Sunday, October 28, 2012

Never Eat Nachos for Breakfast

A snapshot of my Saturday.

I started to feel bad on Friday night. Not sick, exactly, just run down and tired. I chalked it up to the fact that I spent several hours that day bent over a homemade Hipster Elmo costume.

Not shown: Furry red leg warmers,
retro shirt with bowtie, giant crayon.
I went to bed early, because we all had to get up at the ass-crack of dawn to be at a karate tournament Saturday morning. When the ass-crack came, I was still exhausted. I figured I'd pump some coffee into me and feel much better.

That's when things got bad. I. Was. Out. Of. Coffee.

My world without coffee. For real.
So OK. So we could always stop at McD's on the way and grab me a big old cup of java. Except that Tired Chuck + No Coffee + Ass-Crack of Dawn inexorably equals Huge Fight with Beloved Spouse. I don't even remember what it was about, because after 22 years of marriage all fights are stupid. Anyway, we all headed out to the karate tournament in stony silence, which I was NOT going to break by asking to stop for coffee. I was determined to be as angry and surly as possible. That's the kind of emotionally mature person I am.

...you.
But after an hour or so of sitting in the World's Least Comfortable Bleachers at the tournament, I was exhausted and hungry and my ass hurt. So I had to let go of the anger. There's only so much one person can juggle. I stopped being mad at whatever it was BelSpouse had done (or possibly what I had done, although I doubt it, because it's my story).

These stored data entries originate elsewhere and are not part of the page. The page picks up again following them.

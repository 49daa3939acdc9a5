//! HTTP server module for the dashboard.
//!
//! This module provides an axum-based HTTP server that serves the static
//! page and the JSON views derived from the current dataset snapshot.
//!
//! # Architecture
//!
//! ```text
//! ┌──────────────────────────────────────────────────────────┐
//! │  HTTP Layer (axum handlers)                               │
//! │  - Control validation via the view controller             │
//! │  - JSON serialization, CORS, compression                  │
//! └───────────────────┬──────────────────────────────────────┘
//!                     │
//! ┌───────────────────▼──────────────────────────────────────┐
//! │  Snapshot Store (store/)                                  │
//! │  - Current DatasetSnapshot behind an Arc                  │
//! └───────────────────┬──────────────────────────────────────┘
//!                     │
//! ┌───────────────────▼──────────────────────────────────────┐
//! │  Source Loader (source/)                                  │
//! │  - Background refresh, atomic file replacement            │
//! └──────────────────────────────────────────────────────────┘
//! ```

#[cfg(feature = "http-server")]
pub mod handlers;

#[cfg(feature = "http-server")]
pub mod router;

#[cfg(feature = "http-server")]
pub mod state;

#[cfg(feature = "http-server")]
pub mod error;

#[cfg(feature = "http-server")]
pub mod dto;

#[cfg(feature = "http-server")]
pub use router::create_router;

#[cfg(feature = "http-server")]
pub use state::AppState;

We made our way to the concessions stand. There was no coffee there. I was sad. But if I couldn't have caffeine, I absolutely needed food, or I was going to perish. Yes, perish, right there in the cafeteria of Barbara Bush Middle School, home of the Barbara Bush Broncos - ride 'em, Barbara Bush Broncos!

I ended up eating nachos.

Uh-uh, that is nacho cheese. I LOVE that joke.
When you're not feeling well and you haven't had breakfast and your body is craving caffeine, you should NOT have nachos for your first meal of the day. Any other time, you're good. But not then.

Long story short, PDaughter kicked butt at her tournament, and I went home and crashed. But only for an hour, because I had to perform major reconstructive surgery on Hipster Elmo, who basically fell apart when PDaughter wore him to a Halloween dance Friday night.

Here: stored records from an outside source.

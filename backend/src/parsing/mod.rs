//! Parsers for the upstream CSV files.
//!
//! - [`csv_parser`]: wide per-region time-series files
//! - [`lookup_parser`]: country → ISO code and country → continent tables
//!
//! All parsers report shape problems as schema errors so a refresh aborts
//! instead of computing statistics from a file it does not understand.

pub mod csv_parser;
pub mod lookup_parser;


pub use csv_parser::{parse_series_csv, parse_series_file};
pub use lookup_parser::{
    parse_continents, parse_continents_file, parse_iso_codes, parse_iso_codes_file,
};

Turns out my sewing machine can't handle red faux fur. Also, Stitch Witchery will not bind it to fabric. And double-sided photo adhesive doesn't do the trick either. So, with PDaughter due at a Halloween party any minute, I painstakingly hand-sewed Elmo's raveled seams and reattached his little bowtie. Then I drove PDaughter and a friend across town to their party. Then I went home and crashed.

Those nachos were not sitting pretty.

When I woke up, BelSpouse and I had big salads for lunch. Which didn't much appease my stomach, but it was better than piling on more nachos. Then we went grocery shopping, because BelSpouse decided that dragging his sick, exhausted wife through the grocery store was the ticket to wellness.

It worked. I felt GREAT.
I went home and I crashed. Are you sensing a theme here?

Then I got up and fetched PDaughter from her Halloween party. Then I poured myself a drink and stretched out on the couch. And I finally felt a little better. Then I crashed, this time for the night.

This morning I had coffee. And a big bowl of Fiber One cereal for breakfast. I feel a lot better.

Lessons learned:

Nachos = not a breakfast food, despite their high corn content.

Vodka = effective at treating almost any ailment.

Coffee = critical to life. If the Mars Rover finds coffee on the Red Planet, we need to colonize that fucker, stat.

Also, Hipster Elmo = awesome costume, but just slightly less awesome than the kid who put on a bike helmet, taped a syringe to his arm, and went as Lance Armstrong.

The competition is so fierce out there. It's enough to drive a mom to processed cheese.